В оставшиеся дни никаких дел у меня не было. Я осмотрел атомный реактор, бывшую военную академию и центр подготовки специалистов по «психологической войне», Пастеровский научно-исследовательский институт, электростанции Даним и Ангкроет, цветочные плантации, озера и водопады Далата… Жил я по-прежнему в гостинице вместе с другими работниками канцелярии премьер-министра, но постоянно навещал тетушку Ха, обедал у них, а как-то раз даже заночевал. Пейзажи Далата очаровали меня.
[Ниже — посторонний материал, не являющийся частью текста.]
use crate::response::PartialRecord;
use crate::source::SourceUnit;
use serde::{Deserialize, Serialize};
use serde_json::{Map, Value};

/// Four-field summary of one test function.
#[derive(Debug, Clone, PartialEq, Eq, Serialize, Deserialize)]
pub struct AnalysisRecord {
    /// What the test verifies
    pub description: String,

    /// Ordered steps the test performs
    pub steps: Vec<String>,

    /// Functions the test calls, without repeats
    pub functions_dependencies: Vec<String>,

    /// How the test is used
    pub usage: String,
}

impl AnalysisRecord {
    /// Minimal record built from the function name alone.
    #[must_use]
    pub fn generic(unit: &SourceUnit) -> Self {
        let words = unit.subject_words();
        Self {
            description: format!("This test verifies the behavior of {words}."),
            steps: vec![
                "Set up test prerequisites".to_string(),
                format!("Execute operations related to {words}"),
                "Verify expected results".to_string(),
                "Clean up test resources".to_string(),
            ],
            functions_dependencies: Vec::new(),
            usage: format!("This test ensures that the system correctly handles {words} scenarios."),
        }
    }

    /// Takes every field present in `partial`, the rest from `fill`.
    #[must_use]
    pub fn merge(partial: PartialRecord, fill: Self) -> Self {
        Self {
            description: partial.description.unwrap_or(fill.description),
            steps: partial.steps.unwrap_or(fill.steps),
            functions_dependencies: partial
                .functions_dependencies
                .unwrap_or(fill.functions_dependencies),
            usage: partial.usage.unwrap_or(fill.usage),
        }
    }

    /// Returns true if every prose field and the step list are non-empty.
    #[must_use]
    pub fn is_valid(&self) -> bool {
        !self.description.trim().is_empty()
            && !self.usage.trim().is_empty()
            && !self.steps.is_empty()
            && self.steps.iter().all(|s| !s.trim().is_empty())
    }

    /// Wraps the record as a stored document: `{ "<record_key>": { ... } }`.
    #[must_use]
    pub fn to_document(&self, record_key: &str) -> Value {
        let mut document = Map::new();
        document.insert(
            record_key.to_string(),
            serde_json::to_value(self).unwrap_or(Value::Null),
        );
        Value::Object(document)
    }

    /// Reads a record back out of a stored document.
    #[must_use]
    pub fn from_document(document: &Value, record_key: &str) -> Option<Self> {
        document
            .get(record_key)
            .and_then(|inner| serde_json::from_value(inner.clone()).ok())
    }
}
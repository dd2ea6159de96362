//! Job scheduler
//!
//! Fires sync jobs at their configured local time. The scheduler is a pure
//! timer: all sync semantics live in the orchestrator.
//! - One tokio task per enabled job sleeps until the next trigger
//! - `stop()` prevents further triggers and waits for in-flight runs

mod timing;

pub use timing::{duration_until, next_fire_time};

use crate::config::parse_timezone;
use crate::db::sqlite::models::SyncJobConfig;
use crate::db::sqlite::SqliteDb;
use crate::db::with_db;
use crate::error::{AppError, Result};
use crate::sync::{Orchestrator, RunReport, RunRequest};
use chrono::{DateTime, NaiveDate, Utc};
use dashmap::DashSet;
use parking_lot::Mutex;
use serde::Serialize;
use std::sync::Arc;
use tokio::sync::{watch, Notify};
use tokio::task::JoinHandle;
use tracing::{error, info, warn};

/// Job configuration with its next trigger
#[derive(Debug, Clone, Serialize)]
pub struct JobStatus {
    #[serde(flatten)]
    pub config: SyncJobConfig,
    pub next_run: Option<DateTime<Utc>>,
    pub running: bool,
}

/// Field changes accepted by [`SyncScheduler::update_job`]
#[derive(Debug, Clone, Default)]
pub struct JobUpdate {
    pub hour: Option<u32>,
    pub minute: Option<u32>,
    pub timezone: Option<String>,
    pub enabled: Option<bool>,
}

#[derive(Default)]
struct Timers {
    shutdown: Option<watch::Sender<bool>>,
    handles: Vec<JoinHandle<()>>,
}

/// Jobs with a run in progress; wakes `stop()` when the set drains
#[derive(Default)]
struct ActiveRuns {
    jobs: DashSet<String>,
    idle: Notify,
}

/// Removes a job from the active set when the run ends, even on panic
struct ActiveRunGuard {
    active: Arc<ActiveRuns>,
    job_id: String,
}

impl Drop for ActiveRunGuard {
    fn drop(&mut self) {
        self.active.jobs.remove(&self.job_id);
        if self.active.jobs.is_empty() {
            self.active.idle.notify_waiters();
        }
    }
}

impl ActiveRuns {
    fn begin(self: &Arc<Self>, job_id: &str) -> Result<ActiveRunGuard> {
        if !self.jobs.insert(job_id.to_string()) {
            return Err(AppError::Scheduler(format!("Job {} is already running", job_id)));
        }
        Ok(ActiveRunGuard {
            active: self.clone(),
            job_id: job_id.to_string(),
        })
    }

    async fn wait_idle(&self) {
        loop {
            let notified = self.idle.notified();
            if self.jobs.is_empty() {
                return;
            }
            notified.await;
        }
    }
}

/// Scheduler owning one timer task per enabled job
pub struct SyncScheduler {
    db: Arc<SqliteDb>,
    orchestrator: Arc<Orchestrator>,
    timers: Mutex<Timers>,
    active: Arc<ActiveRuns>,
}

impl SyncScheduler {
    pub fn new(db: Arc<SqliteDb>, orchestrator: Arc<Orchestrator>) -> Self {
        Self {
            db,
            orchestrator,
            timers: Mutex::new(Timers::default()),
            active: Arc::new(ActiveRuns::default()),
        }
    }

    pub fn is_running(&self) -> bool {
        self.timers.lock().shutdown.is_some()
    }

    /// Start timers for every enabled job. Returns `false` if already running.
    pub async fn start(&self) -> Result<bool> {
        if self.is_running() {
            info!("Scheduler already running");
            return Ok(false);
        }

        let jobs = with_db(&self.db, |db| db.get_jobs()).await?;
        let mut timers = self.timers.lock();
        if timers.shutdown.is_some() {
            return Ok(false);
        }
        *timers = self.spawn_timers(jobs);

        info!("Scheduler started with {} timer(s)", timers.handles.len());
        Ok(true)
    }

    /// Stop triggering and wait for in-flight runs. Returns `false` if not running.
    pub async fn stop(&self) -> bool {
        let timers = std::mem::take(&mut *self.timers.lock());
        let Some(shutdown) = timers.shutdown else {
            return false;
        };

        let _ = shutdown.send(true);
        for handle in timers.handles {
            if let Err(e) = handle.await {
                warn!("Scheduler timer ended abnormally: {}", e);
            }
        }
        self.active.wait_idle().await;

        info!("Scheduler stopped");
        true
    }

    /// Configured jobs with their next trigger time
    pub async fn list_jobs(&self) -> Result<Vec<JobStatus>> {
        let jobs = with_db(&self.db, |db| db.get_jobs()).await?;
        let now = Utc::now();
        let running = self.is_running();

        Ok(jobs
            .into_iter()
            .map(|config| {
                let next_run = if running && config.enabled {
                    job_next_fire(&config, now)
                } else {
                    None
                };
                let active = self.active.jobs.contains(&config.job_id);
                JobStatus {
                    config,
                    next_run,
                    running: active,
                }
            })
            .collect())
    }

    /// Run a job immediately, outside its schedule
    pub async fn run_now(
        &self,
        job_id: &str,
        target_date: Option<NaiveDate>,
        force: bool,
    ) -> Result<RunReport> {
        let lookup = job_id.to_string();
        let job = with_db(&self.db, move |db| db.get_job(&lookup))
            .await?
            .ok_or_else(|| AppError::NotFound(format!("Job {} not found", job_id)))?;

        let _guard = self.active.begin(&job.job_id)?;
        info!("Manual run of {} requested", job.job_id);

        let request = RunRequest::manual(&job.job_id, job.datasets, target_date, force);
        self.orchestrator.run(request).await
    }

    /// Persist a schedule change; running timers pick it up immediately
    pub async fn update_job(&self, job_id: &str, update: JobUpdate) -> Result<SyncJobConfig> {
        let id = job_id.to_string();
        let config = with_db(&self.db, move |db| {
            db.update_job(&id, update.hour, update.minute, update.timezone, update.enabled)
        })
        .await?;

        if self.is_running() {
            let jobs = with_db(&self.db, |db| db.get_jobs()).await?;
            let mut timers = self.timers.lock();
            if let Some(old) = timers.shutdown.take() {
                // Old timers finish any run in progress, then exit
                let _ = old.send(true);
                *timers = self.spawn_timers(jobs);
                info!("Scheduler timers restarted after update of {}", job_id);
            }
        }

        Ok(config)
    }

    fn spawn_timers(&self, jobs: Vec<SyncJobConfig>) -> Timers {
        let (tx, rx) = watch::channel(false);
        let handles = jobs
            .into_iter()
            .filter(|job| job.enabled)
            .map(|job| {
                let orchestrator = self.orchestrator.clone();
                let active = self.active.clone();
                let shutdown = rx.clone();
                tokio::spawn(run_timer(job, orchestrator, active, shutdown))
            })
            .collect();

        Timers {
            shutdown: Some(tx),
            handles,
        }
    }
}

fn job_next_fire(job: &SyncJobConfig, now: DateTime<Utc>) -> Option<DateTime<Utc>> {
    let tz = parse_timezone(&job.timezone).ok()?;
    next_fire_time(now, job.hour, job.minute, tz)
}

async fn run_timer(
    job: SyncJobConfig,
    orchestrator: Arc<Orchestrator>,
    active: Arc<ActiveRuns>,
    mut shutdown: watch::Receiver<bool>,
) {
    loop {
        let now = Utc::now();
        let Some(fire_at) = job_next_fire(&job, now) else {
            error!(
                "Job {} has an invalid schedule {:02}:{:02} {}, timer not started",
                job.job_id, job.hour, job.minute, job.timezone
            );
            return;
        };

        let wait = duration_until(now, fire_at);
        info!(
            "Next run of {} in {} hours {} minutes",
            job.job_id,
            wait.as_secs() / 3600,
            (wait.as_secs() % 3600) / 60
        );

        tokio::select! {
            _ = tokio::time::sleep(wait) => {}
            _ = shutdown.changed() => return,
        }
        if *shutdown.borrow() {
            return;
        }

        let _guard = match active.begin(&job.job_id) {
            Ok(guard) => guard,
            Err(e) => {
                warn!("Skipping scheduled trigger: {}", e);
                continue;
            }
        };

        let request = RunRequest::scheduled(&job.job_id, job.datasets.clone());
        if let Err(e) = orchestrator.run(request).await {
            error!("Scheduled run of {} could not be recorded: {}", job.job_id, e);
        }
    }
}
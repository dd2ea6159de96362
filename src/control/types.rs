//! Control API request and response types

use crate::error::{AppError, ErrorResponse};
use chrono::NaiveDate;
use serde::{Deserialize, Serialize};

/// Standard API response envelope
#[derive(Debug, Clone, Serialize, Deserialize)]
pub struct ApiResponse<T: Serialize> {
    pub status: String,
    #[serde(skip_serializing_if = "Option::is_none")]
    pub code: Option<String>,
    #[serde(skip_serializing_if = "Option::is_none")]
    pub message: Option<String>,
    #[serde(skip_serializing_if = "Option::is_none")]
    pub data: Option<T>,
}

impl<T: Serialize> ApiResponse<T> {
    pub fn success_with_message(message: &str) -> Self {
        Self {
            status: "success".to_string(),
            code: None,
            message: Some(message.to_string()),
            data: None,
        }
    }

    pub fn success_with_data(data: T) -> Self {
        Self {
            status: "success".to_string(),
            code: None,
            message: None,
            data: Some(data),
        }
    }

    pub fn error(err: &AppError) -> Self {
        let response = ErrorResponse::from(err);
        Self {
            status: "error".to_string(),
            code: Some(response.code),
            message: Some(response.message),
            data: None,
        }
    }
}

/// Placeholder payload for responses without data
#[derive(Debug, Clone, Serialize, Deserialize)]
pub struct Empty {}

/// Health check payload
#[derive(Debug, Clone, Serialize)]
pub struct HealthData {
    pub uptime_secs: i64,
    pub scheduler_running: bool,
}

/// Scheduler status payload
#[derive(Debug, Clone, Serialize)]
pub struct SchedulerData {
    pub running: bool,
    pub jobs: Vec<crate::scheduler::JobStatus>,
}

/// Body of `PUT /jobs/:job_id`
#[derive(Debug, Clone, Default, Deserialize)]
pub struct UpdateJobRequest {
    pub hour: Option<u32>,
    pub minute: Option<u32>,
    pub timezone: Option<String>,
    pub enabled: Option<bool>,
}

/// Query of `GET /snapshots/:dataset`: either `date` or `start` and `end`
#[derive(Debug, Clone, Default, Deserialize)]
pub struct SnapshotQuery {
    pub date: Option<NaiveDate>,
    pub start: Option<NaiveDate>,
    pub end: Option<NaiveDate>,
}

/// Query of `GET /snapshots/:dataset/count`
#[derive(Debug, Clone, Deserialize)]
pub struct PartitionQuery {
    pub date: NaiveDate,
}

/// Query of `GET /calendar`
#[derive(Debug, Clone, Deserialize)]
pub struct CalendarQuery {
    pub start: NaiveDate,
    pub end: NaiveDate,
}

/// Trading days of a date range
#[derive(Debug, Clone, Serialize)]
pub struct CalendarData {
    pub start: NaiveDate,
    pub end: NaiveDate,
    pub trading_days: Vec<NaiveDate>,
}

/// Result of `POST /calendar/refresh`
#[derive(Debug, Clone, Serialize)]
pub struct CalendarRefreshData {
    pub dates: usize,
}

/// Body of `POST /jobs/:job_id/run`
#[derive(Debug, Clone, Default, Deserialize)]
pub struct RunJobRequest {
    /// Target trading date, defaults to today in the market timezone
    pub date: Option<NaiveDate>,
    #[serde(default)]
    pub force: bool,
}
Я прихватил бумагу, кисти, краски, мольберт; но оставил их у тетушки Ха, и так ни разу к ним и не притронулся…

* * *

Бывая у тетушки, я вскоре понял: семейная жизнь Лан не удалась. Тетушка, поглядывая на нее, вздыхала и говорила мне: «Бедняжка, не повезло ей!..» Лан с мужем, узнал я, давно уже не живут вместе, у него, вроде, есть другая семья. Подробных расспросов я избегал. Зато меня самого тетушка Ха о чем только не спрашивала. Конечно, она любила меня, но, понимал я, ее занимали не только мои личные дела; очень уж ей хотелось разобраться в том, что происходит на Севере и что это, собственно, такое — социализм. В первую нашу встречу она удивилась несказанно: как же так, я до сих пор не женат?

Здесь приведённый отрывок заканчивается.